OPTİK İLMİ İÇİN HEM FİZİK HEM DE MATEMATİK BİLİNMELİYDİ
Basra şehrinde doğan İbnü'l Heysem, Nil Nehri'nin taşmasının etkilerini azaltma yollarını arayan sultanın daveti üzerine Mısır'a gitti.
Tarihte ilk kez, Eukleides ve Batlamyus'un matematiksel yaklaşımı ile doğa filozoflarının fiziksel prensibini birleştiren bilim insanı olacaktı. Ona göre, "optik ilmi üzerinde çalışmak için, hem fizik hem de matematik alanlarında maharet ve bilgi sahibi olmak" gerekiyordu.
ATMOSFERİN YÜKSEKLİĞİNİ ÖLÇTÜ
İbnü'l Heysem Optik Kitabı adlı eseriyle optik biliminin temellerini attı.
Batıda Magnum Opus adıyla bilinen bu eserde, ışığın doğası, görme fizyolojisi ve mekanizması, gözün yapısı ve anatomisi, yansıma, kırılma ve katoptrik konuları inceleniyordu.
İbnü'l Heysem, lensleri incelemiş; düz, küresel, parabolik, silindirik, dışbükey ve içbükey gibi farklı türde aynalarla deneyler yapmıştı. Ayrıca göze dioptrik bir sistem olarak yaklaşmak suretiyle kırılma geometrisi uygulamıştı.

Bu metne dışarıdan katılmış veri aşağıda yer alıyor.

//! # Scholar Harvester
//!
//! Batched identifier lookup and result harvesting against scholarly
//! metadata providers.
//!
//! Heterogeneous lookup requests (DOIs, ORCIDs, ROR IDs, provider IDs,
//! free-text names) are normalized into typed search requests, grouped
//! into the minimum number of provider queries under a per-query
//! identifier cap, and the paginated results are accumulated into a
//! deduplicated, entity-keyed store.
//!
//! ## Architecture
//!
//! - [`models`]: Typed request model and the entity-keyed result store
//! - [`harvest`]: Request collection, query planner/builder, the
//!   pagination engine, and the [`Harvester`] façade
//! - [`providers`]: Provider clients behind the [`Provider`] trait
//!   (OpenAlex, plus a scripted mock)
//! - [`registry`]: Enable/disable harvesters per configured provider
//! - [`config`]: TOML settings with environment overrides

pub mod config;
pub mod harvest;
pub mod models;
pub mod providers;
pub mod registry;

// Re-export commonly used types
pub use harvest::{Diagnostic, DiagnosticKind, HarvestError, Harvester};
pub use models::{EntityKind, FieldKind, RequestInput, ResultStore, SearchRequest};
pub use providers::Provider;
pub use registry::HarvesterRegistry;

/// Library version
pub const VERSION: &str = env!("CARGO_PKG_VERSION");
//! Core data models for search requests and harvested results.

mod request;
mod store;

pub use request::{EntityKind, FieldKind, RequestError, RequestInput, SearchRequest};
pub use store::ResultStore;
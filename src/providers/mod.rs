//! Metadata provider clients.
//!
//! This module defines the [`Provider`] trait that provider clients
//! implement. The harvesting core hands a provider fully-built
//! [`QueryDescriptor`]s and consumes pages of opaque records back;
//! transport concerns (retries, backoff, polite-pool identification)
//! live entirely inside the client.

pub mod mock;
mod openalex;

pub use mock::MockProvider;
pub use openalex::OpenAlexProvider;

use async_trait::async_trait;
use serde_json::Value;

use crate::harvest::query::QueryDescriptor;
use crate::models::{EntityKind, FieldKind};

/// One page of records for a paginated query.
#[derive(Debug, Clone, Default)]
pub struct Page {
    /// Raw records in whatever shape the provider returns them
    pub records: Vec<Value>,
    /// Cursor for the next page, `None` when this page is the last
    pub next_cursor: Option<String>,
}

impl Page {
    pub fn new(records: Vec<Value>, next_cursor: Option<String>) -> Self {
        Self {
            records,
            next_cursor,
        }
    }
}

/// A scholarly-metadata provider client.
///
/// Implementations expose their entity capability map and supported
/// search fields statically, a single-record lookup, and a cursor-based
/// page fetch. Pages within one descriptor must be requested in order;
/// distinct descriptors are independent.
#[async_trait]
pub trait Provider: Send + Sync + std::fmt::Debug {
    /// Unique identifier for this provider (used in registry keys)
    fn id(&self) -> &str;

    /// Human-readable name
    fn name(&self) -> &str;

    /// Provider endpoint handle for an entity, `None` when the entity
    /// is outside this provider's capability set.
    fn entity_endpoint(&self, entity: EntityKind) -> Option<&'static str>;

    /// Search fields this provider accepts.
    fn supported_fields(&self) -> &[FieldKind];

    /// Fetch a single record by provider-native ID.
    async fn fetch_record(&self, entity: EntityKind, id: &str) -> Result<Value, ProviderError>;

    /// Fetch one page for a descriptor. `cursor` is `None` for the
    /// first page; subsequent pages pass the previous page's cursor.
    async fn fetch_page(
        &self,
        descriptor: &QueryDescriptor,
        per_page: usize,
        cursor: Option<&str>,
    ) -> Result<Page, ProviderError>;
}

/// Errors that can occur when talking to a provider.
#[derive(Debug, thiserror::Error)]
pub enum ProviderError {
    /// Network or transport error
    #[error("network error: {0}")]
    Network(String),

    /// Non-success HTTP status after retries were exhausted
    #[error("provider returned status {status}: {message}")]
    Api { status: u16, message: String },

    /// Response body could not be decoded
    #[error("parse error: {0}")]
    Parse(String),

    /// Record not found
    #[error("not found: {0}")]
    NotFound(String),

    /// The descriptor cannot be executed by this provider
    #[error("invalid query: {0}")]
    InvalidQuery(String),
}

impl From<reqwest::Error> for ProviderError {
    fn from(err: reqwest::Error) -> Self {
        ProviderError::Network(err.to_string())
    }
}

impl From<serde_json::Error> for ProviderError {
    fn from(err: serde_json::Error) -> Self {
        ProviderError::Parse(format!("JSON: {}", err))
    }
}
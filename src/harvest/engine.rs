//! Pagination and aggregation.
//!
//! Executes built descriptors against the provider client and merges
//! every returned record into the result store, keyed by the record's
//! native ID. Descriptors are independent and run with bounded
//! concurrency; pages inside one descriptor are sequential because each
//! cursor comes from the previous page. A failure or timeout on one
//! descriptor never aborts the others.

use futures_util::stream::{self, StreamExt};
use serde_json::Value;
use std::sync::Arc;
use std::time::Duration;
use tokio::time::timeout;
use tracing::{debug, info, warn};

use crate::config::HarvesterConfig;
use crate::harvest::planner::{Diagnostic, DiagnosticKind};
use crate::harvest::query::{QueryDescriptor, QuerySpec};
use crate::models::{EntityKind, FieldKind, ResultStore};
use crate::providers::{Provider, ProviderError};

type DescriptorOutcome = (
    EntityKind,
    FieldKind,
    Result<Result<Vec<Value>, ProviderError>, tokio::time::error::Elapsed>,
);

/// Fetch all records for one descriptor.
///
/// A direct-ID descriptor resolves to exactly one record; anything else
/// walks the provider's cursor until it runs out of pages or the
/// per-query result cap is reached. The cap bounds worst-case memory
/// and time for a single ambiguous batch.
async fn run_descriptor(
    provider: &dyn Provider,
    config: &HarvesterConfig,
    descriptor: &QueryDescriptor,
) -> Result<Vec<Value>, ProviderError> {
    if let QuerySpec::Get { id } = &descriptor.spec {
        let record = provider.fetch_record(descriptor.entity, id).await?;
        return Ok(vec![record]);
    }

    let cap = config.max_results_per_query();
    let mut records = Vec::new();
    let mut cursor: Option<String> = None;

    loop {
        let page = provider
            .fetch_page(descriptor, config.page_size, cursor.as_deref())
            .await?;
        let page_len = page.records.len();
        records.extend(page.records);

        if records.len() >= cap {
            records.truncate(cap);
            debug!(entity = %descriptor.entity, cap, "descriptor hit its result cap");
            break;
        }
        match page.next_cursor {
            Some(next) if page_len > 0 => cursor = Some(next),
            _ => break,
        }
    }
    Ok(records)
}

/// Merge one descriptor's records into the store.
fn merge(store: &mut ResultStore, entity: EntityKind, records: Vec<Value>) -> usize {
    let mut merged = 0;
    for record in records {
        let Some(native_id) = record.get("id").and_then(Value::as_str).map(str::to_string)
        else {
            warn!(entity = %entity, "dropping record without a native id");
            continue;
        };
        store.insert(entity, native_id, record);
        merged += 1;
    }
    merged
}

/// Execute every descriptor and merge the results.
///
/// Returns the per-descriptor diagnostics; an empty descriptor list
/// performs no provider call at all. The coordinating task is the only
/// writer into the store; descriptor workers only fetch.
pub async fn retrieve(
    provider: Arc<dyn Provider>,
    config: &HarvesterConfig,
    descriptors: Vec<QueryDescriptor>,
    store: &mut ResultStore,
) -> Vec<Diagnostic> {
    if descriptors.is_empty() {
        debug!("no descriptors to retrieve");
        return Vec::new();
    }

    let total = descriptors.len();
    let budget = Duration::from_secs(config.descriptor_timeout_secs);
    let concurrency = config.max_concurrency.max(1);

    let outcomes: Vec<DescriptorOutcome> = stream::iter(descriptors)
        .map(|descriptor| {
            let provider = Arc::clone(&provider);
            async move {
                let entity = descriptor.entity;
                let field = descriptor.field;
                let result =
                    timeout(budget, run_descriptor(provider.as_ref(), config, &descriptor))
                        .await;
                (entity, field, result)
            }
        })
        .buffer_unordered(concurrency)
        .collect()
        .await;

    let mut diagnostics = Vec::new();
    let mut merged = 0;
    for (entity, field, outcome) in outcomes {
        match outcome {
            Ok(Ok(records)) => merged += merge(store, entity, records),
            Ok(Err(err)) => {
                warn!(entity = %entity, field = %field, error = %err, "descriptor failed");
                diagnostics.push(Diagnostic::new(
                    DiagnosticKind::ProviderFailure,
                    entity,
                    Some(field),
                    err.to_string(),
                ));
            }
            Err(_) => {
                warn!(entity = %entity, field = %field, ?budget, "descriptor timed out");
                diagnostics.push(Diagnostic::new(
                    DiagnosticKind::Timeout,
                    entity,
                    Some(field),
                    format!("exceeded {}s timeout budget", config.descriptor_timeout_secs),
                ));
            }
        }
    }

    info!(
        descriptors = total,
        merged,
        failed = diagnostics.len(),
        "retrieval finished"
    );
    diagnostics
}

#[cfg(test)]
mod tests {
    use super::*;
    use crate::harvest::query::FilterClause;
    use crate::providers::{MockProvider, Page};
    use serde_json::json;

    fn filter_descriptor(
        entity: EntityKind,
        field: FieldKind,
        attribute: &str,
        value: &str,
    ) -> QueryDescriptor {
        QueryDescriptor {
            entity,
            field,
            spec: QuerySpec::Filter {
                clauses: vec![FilterClause {
                    attribute: attribute.to_string(),
                    value: value.to_string(),
                }],
            },
        }
    }

    fn test_config() -> HarvesterConfig {
        HarvesterConfig {
            page_size: 2,
            max_pages: 3,
            ..HarvesterConfig::default()
        }
    }

    #[tokio::test]
    async fn empty_descriptor_list_makes_no_calls() {
        let provider = Arc::new(MockProvider::new());
        let mut store = ResultStore::new();

        let diagnostics =
            retrieve(provider.clone() as Arc<dyn Provider>, &test_config(), Vec::new(), &mut store)
                .await;

        assert!(diagnostics.is_empty());
        assert!(store.is_empty());
        assert_eq!(provider.calls(), 0);
    }

    #[tokio::test]
    async fn paginated_records_merge_under_native_id() {
        let provider = MockProvider::new().stub_pages(
            "works|filter|doi:10.1000/1|10.1000/2",
            vec![
                Page::new(
                    vec![json!({"id": "W1"}), json!({"id": "W2"})],
                    Some("cursor-2".to_string()),
                ),
                Page::new(vec![json!({"id": "W3"})], None),
            ],
        );
        let provider = Arc::new(provider);
        let mut store = ResultStore::new();

        let descriptor =
            filter_descriptor(EntityKind::Work, FieldKind::Doi, "doi", "10.1000/1|10.1000/2");
        let diagnostics = retrieve(
            provider.clone() as Arc<dyn Provider>,
            &test_config(),
            vec![descriptor],
            &mut store,
        )
        .await;

        assert!(diagnostics.is_empty());
        assert_eq!(store.bucket(EntityKind::Work).unwrap().len(), 3);
    }

    #[tokio::test]
    async fn merge_is_idempotent_across_get_and_paginated_paths() {
        let provider = MockProvider::new()
            .stub_record(EntityKind::Work, "W1", json!({"id": "W1", "via": "get"}))
            .stub_pages(
                "works|filter|doi:10.1000/1",
                vec![Page::new(vec![json!({"id": "W1", "via": "page"})], None)],
            );
        let provider = Arc::new(provider);
        let mut store = ResultStore::new();

        let descriptors = vec![
            QueryDescriptor {
                entity: EntityKind::Work,
                field: FieldKind::Id,
                spec: QuerySpec::Get {
                    id: "W1".to_string(),
                },
            },
            filter_descriptor(EntityKind::Work, FieldKind::Doi, "doi", "10.1000/1"),
        ];
        retrieve(
            provider as Arc<dyn Provider>,
            &test_config(),
            descriptors,
            &mut store,
        )
        .await;

        // exactly one entry under W1, whichever path wrote last
        assert_eq!(store.bucket(EntityKind::Work).unwrap().len(), 1);
        assert!(store.get(EntityKind::Work, "W1").is_some());
    }

    #[tokio::test]
    async fn result_cap_bounds_pagination() {
        // cap = page_size(2) * max_pages(3) = 6; cursor never runs out
        let pages: Vec<Page> = (0..10)
            .map(|p| {
                Page::new(
                    vec![
                        json!({"id": format!("W{}", 2 * p)}),
                        json!({"id": format!("W{}", 2 * p + 1)}),
                    ],
                    Some(format!("cursor-{}", p + 1)),
                )
            })
            .collect();
        let provider = Arc::new(
            MockProvider::new().stub_pages("works|filter|institutions.ror:r1", pages),
        );
        let mut store = ResultStore::new();

        retrieve(
            provider.clone() as Arc<dyn Provider>,
            &test_config(),
            vec![filter_descriptor(
                EntityKind::Work,
                FieldKind::Ror,
                "institutions.ror",
                "r1",
            )],
            &mut store,
        )
        .await;

        assert_eq!(store.bucket(EntityKind::Work).unwrap().len(), 6);
        // three pages fetched, not ten
        assert_eq!(provider.calls(), 3);
    }

    #[tokio::test]
    async fn one_failing_descriptor_does_not_abort_the_rest() {
        let provider = MockProvider::new()
            .stub_failure("works|filter|doi:10.1000/broken")
            .stub_pages(
                "works|filter|doi:10.1000/ok",
                vec![Page::new(vec![json!({"id": "W9"})], None)],
            );
        let provider = Arc::new(provider);
        let mut store = ResultStore::new();

        let diagnostics = retrieve(
            provider as Arc<dyn Provider>,
            &test_config(),
            vec![
                filter_descriptor(EntityKind::Work, FieldKind::Doi, "doi", "10.1000/broken"),
                filter_descriptor(EntityKind::Work, FieldKind::Doi, "doi", "10.1000/ok"),
            ],
            &mut store,
        )
        .await;

        assert_eq!(diagnostics.len(), 1);
        assert_eq!(diagnostics[0].kind, DiagnosticKind::ProviderFailure);
        assert_eq!(diagnostics[0].field, Some(FieldKind::Doi));
        assert_eq!(store.bucket(EntityKind::Work).unwrap().len(), 1);
    }

    #[tokio::test(start_paused = true)]
    async fn timed_out_descriptor_degrades_without_aborting_the_rest() {
        let provider = MockProvider::new()
            .stub_delay(
                "works|filter|doi:10.1000/slow",
                Duration::from_secs(600),
            )
            .stub_pages(
                "works|filter|institutions.ror:r1",
                vec![Page::new(vec![json!({"id": "W7"})], None)],
            );
        let provider = Arc::new(provider);
        let mut store = ResultStore::new();

        let config = HarvesterConfig {
            descriptor_timeout_secs: 5,
            ..test_config()
        };
        let diagnostics = retrieve(
            provider as Arc<dyn Provider>,
            &config,
            vec![
                filter_descriptor(EntityKind::Work, FieldKind::Doi, "doi", "10.1000/slow"),
                filter_descriptor(EntityKind::Work, FieldKind::Ror, "institutions.ror", "r1"),
            ],
            &mut store,
        )
        .await;

        assert_eq!(diagnostics.len(), 1);
        assert_eq!(diagnostics[0].kind, DiagnosticKind::Timeout);
        assert_eq!(diagnostics[0].field, Some(FieldKind::Doi));
        // the sibling descriptor still merged its record
        assert_eq!(store.bucket(EntityKind::Work).unwrap().len(), 1);
        assert!(store.get(EntityKind::Work, "W7").is_some());
    }

    #[tokio::test]
    async fn records_without_an_id_are_dropped() {
        let provider = Arc::new(MockProvider::new().stub_pages(
            "works|filter|doi:10.1000/1",
            vec![Page::new(
                vec![json!({"id": "W1"}), json!({"title": "no id here"})],
                None,
            )],
        ));
        let mut store = ResultStore::new();

        retrieve(
            provider as Arc<dyn Provider>,
            &test_config(),
            vec![filter_descriptor(EntityKind::Work, FieldKind::Doi, "doi", "10.1000/1")],
            &mut store,
        )
        .await;

        assert_eq!(store.bucket(EntityKind::Work).unwrap().len(), 1);
    }
}
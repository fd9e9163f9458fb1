//! Display names for declared types.
//!
//! The report shows `Int32` rather than `System.Int32` and `List` rather than
//! `System.Collections.Generic.List`1<System.String>`. The reduced names are ambiguous by
//! construction, so they are only ever rendered, never compared or used for lookups.

/// Separator between a generic type's name and its arity
pub const GENERIC_ARITY_MARKER: char = '`';

/// Reduce a fully-qualified type name to its display form.
///
/// 1. Anything from the first generic arity marker on is dropped (a marker at position 0 is
///    kept, so the result is never emptied by this step).
/// 2. If a dot is followed by at least one character, everything up to and including the last
///    dot is dropped. A name that ends in a dot is returned as-is.
///
/// # Examples
///
/// ```rust
/// use asminspect::naming::simplify;
///
/// assert_eq!(simplify("System.Collections.Generic.List`1"), "List");
/// assert_eq!(simplify("MyNamespace.Foo"), "Foo");
/// assert_eq!(simplify("NoDotName"), "NoDotName");
/// assert_eq!(simplify(""), "");
/// ```
#[must_use]
pub fn simplify(full_name: &str) -> &str {
    let name = match full_name.find(GENERIC_ARITY_MARKER) {
        Some(index) if index > 0 => &full_name[..index],
        _ => full_name,
    };

    match name.rfind('.') {
        Some(dot) if dot + 1 < name.len() => &name[dot + 1..],
        _ => name,
    }
}
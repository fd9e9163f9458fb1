use std::path::PathBuf;

use thiserror::Error;

macro_rules! unexpected_error {
    // Single string version
    ($msg:expr) => {
        crate::Error::Unexpected($msg.to_string())
    };

    // Format string with arguments version
    ($fmt:expr, $($arg:tt)*) => {
        crate::Error::Unexpected(format!($fmt, $($arg)*))
    };
}

/// The error type for every fallible operation in this crate.
///
/// Two of the variants are *fatal run conditions*: [`Error::InvalidFormat`] and
/// [`Error::Unexpected`]. Once a run has started, every failure is folded into one
/// of these two and recorded in the active event log before it is returned to the
/// caller. The remaining variants can only happen before a run starts, so nothing
/// has been logged for them yet.
///
/// # Examples
///
/// ```rust,no_run
/// use asminspect::{Error, ExportConfig, Exporter};
///
/// let exporter = Exporter::new(ExportConfig::new("Assembly-CSharp.dll"));
/// match exporter.run(&mut std::io::stdout()) {
///     Ok(outcome) => println!("{outcome:?}"),
///     Err(Error::FileNotFound(path)) => eprintln!("missing: {}", path.display()),
///     Err(e) if e.is_fatal() => { /* already in the run log */ }
///     Err(e) => eprintln!("{e}"),
/// }
/// ```
#[derive(Error, Debug)]
pub enum Error {
    /// The input path does not exist.
    ///
    /// Reported by the pre-flight check, before any log or metadata handle is opened.
    #[error("File '{}' not found.", .0.display())]
    FileNotFound(PathBuf),

    /// The input is not a well-formed .NET assembly.
    #[error("Invalid assembly format.")]
    InvalidFormat,

    /// Any other failure while reading metadata or writing the report.
    #[error("Unexpected error: {0}")]
    Unexpected(String),

    /// I/O failure outside of a run, e.g. while creating the run log.
    #[error("{0}")]
    Io(#[from] std::io::Error),
}

impl Error {
    /// Returns true for the two conditions that terminate a run once it has started.
    #[must_use]
    pub fn is_fatal(&self) -> bool {
        matches!(self, Error::InvalidFormat | Error::Unexpected(_))
    }

    /// Folds any error into one of the fatal run conditions.
    ///
    /// Used once a run is underway: from that point an I/O failure is just another
    /// unexpected error.
    #[must_use]
    pub fn into_fatal(self) -> Self {
        match self {
            Error::Io(err) => Error::Unexpected(err.to_string()),
            Error::FileNotFound(path) => {
                unexpected_error!("file '{}' disappeared during the run", path.display())
            }
            fatal => fatal,
        }
    }
}

impl From<quick_xml::Error> for Error {
    fn from(err: quick_xml::Error) -> Self {
        unexpected_error!(err)
    }
}
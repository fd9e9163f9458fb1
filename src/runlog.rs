//! The run log: a human-readable, timestamped record of one export.
//!
//! Events are passed explicitly as `&mut dyn EventLog`; there is no process-wide log handle.
//! [`RunLog`] writes every event as one line, prefixed with a local `%Y-%m-%d %H:%M:%S`
//! timestamp, to an optional log file and to stdout. The file is flushed after every line.
//! [`MemoryLog`] keeps events in memory for tests and embedding.
//!
//! This is separate from the `log` facade diagnostics the crate emits at `debug` level; those
//! go wherever the binary's `env_logger` sends them.

use std::{fs::File, io::Write, path::Path};

use chrono::{DateTime, Local};
use strum::{Display, EnumString};

use crate::Result;

/// Timestamp format for each line of the run log
pub const LINE_TIMESTAMP_FORMAT: &str = "%Y-%m-%d %H:%M:%S";

/// Severity tag of a run log event.
#[derive(Debug, Clone, Copy, PartialEq, Eq, Hash, Display, EnumString)]
pub enum Level {
    /// Progress information
    #[strum(serialize = "[INFO]")]
    Info,
    /// The export finished
    #[strum(serialize = "[SUCCESS]")]
    Success,
    /// A fatal run condition
    #[strum(serialize = "[ERROR]")]
    Error,
}

/// Receiver of run log events.
pub trait EventLog {
    /// Record one event.
    ///
    /// # Errors
    /// Returns an error if the event cannot be persisted.
    fn record(&mut self, level: Level, message: &str) -> Result<()>;

    /// Shortcut for [`Level::Info`].
    ///
    /// # Errors
    /// See [`EventLog::record`].
    fn info(&mut self, message: &str) -> Result<()> {
        self.record(Level::Info, message)
    }
}

/// Format one run log line.
#[must_use]
pub fn format_line(timestamp: &DateTime<Local>, level: Level, message: &str) -> String {
    format!("{} {level} {message}", timestamp.format(LINE_TIMESTAMP_FORMAT))
}

/// Run log backed by a file and mirrored to stdout.
pub struct RunLog {
    file: Option<File>,
}

impl RunLog {
    /// Create (or truncate) the log file at `path`.
    ///
    /// # Errors
    /// Returns [`crate::Error::Io`] if the file cannot be created.
    pub fn create(path: &Path) -> Result<Self> {
        let file = File::create(path)?;
        log::debug!("run log opened at {}", path.display());
        Ok(RunLog { file: Some(file) })
    }

    /// A run log that only writes to stdout.
    #[must_use]
    pub fn console() -> Self {
        RunLog { file: None }
    }
}

impl EventLog for RunLog {
    fn record(&mut self, level: Level, message: &str) -> Result<()> {
        let line = format_line(&Local::now(), level, message);

        println!("{line}");
        if let Some(file) = self.file.as_mut() {
            writeln!(file, "{line}")?;
            file.flush()?;
        }

        Ok(())
    }
}

/// Run log that keeps `(level, message)` pairs in memory.
#[derive(Debug, Default)]
pub struct MemoryLog {
    events: Vec<(Level, String)>,
}

impl MemoryLog {
    /// Create an empty log.
    #[must_use]
    pub fn new() -> Self {
        MemoryLog::default()
    }

    /// Every recorded event, oldest first.
    #[must_use]
    pub fn events(&self) -> &[(Level, String)] {
        &self.events
    }

    /// Messages only, oldest first.
    pub fn messages(&self) -> impl Iterator<Item = &str> {
        self.events.iter().map(|(_, message)| message.as_str())
    }
}

impl EventLog for MemoryLog {
    fn record(&mut self, level: Level, message: &str) -> Result<()> {
        self.events.push((level, message.to_string()));
        Ok(())
    }
}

Dâhiyane bir yaklaşımla atmosferik kırılma görüngüsünü araştırmış, atmosferin yüksekliğini on altı kilometre olarak hesaplamıştı. Bu ölçüm, atmosferin en alt tabakası olup yaklaşık on iki kilometre kalınlığında olan troposfere ait modern ölçümlerle uyum içerisindedir .
İBNÜ’l HEYSEM İLE GELİŞEN ‘DENEY’ ANLAYIŞI
Fizik, İbnü'l Heysem öncesinde, felsefe etkinliği gibiydi; deneye yer yoktu.
Böyle bir devirde, İbnü'l Heysem'in teorilerini sınamak için deneye dayalı bulgulardan yararlanması, oldukça sıra dışıydı. Bir teorinin kabulü için deneye dayalı bulgularla sınanmasının şart olduğu esasını ilk yerleştiren İbnü'l Heysem olup, Optik Kitabı adlı eseriyle Batlamyus'un Almagest adlı kitabını eleştiriyordu.
Bin yıl sonra bile kitabı, bir araştırmanın gerçeklere dayandırılması ve ön yargılardan etkilenilmemesi başlığı altında, profesörlerce araştırmacı öğrencilere okutulmaya devam edilir.
Bazı bilim tarihçilerine göre, "Snell Kanunu" olarak bilinen optik yasası, hâlihazırda İbn Sehl'in çalışmalarında da yer alır.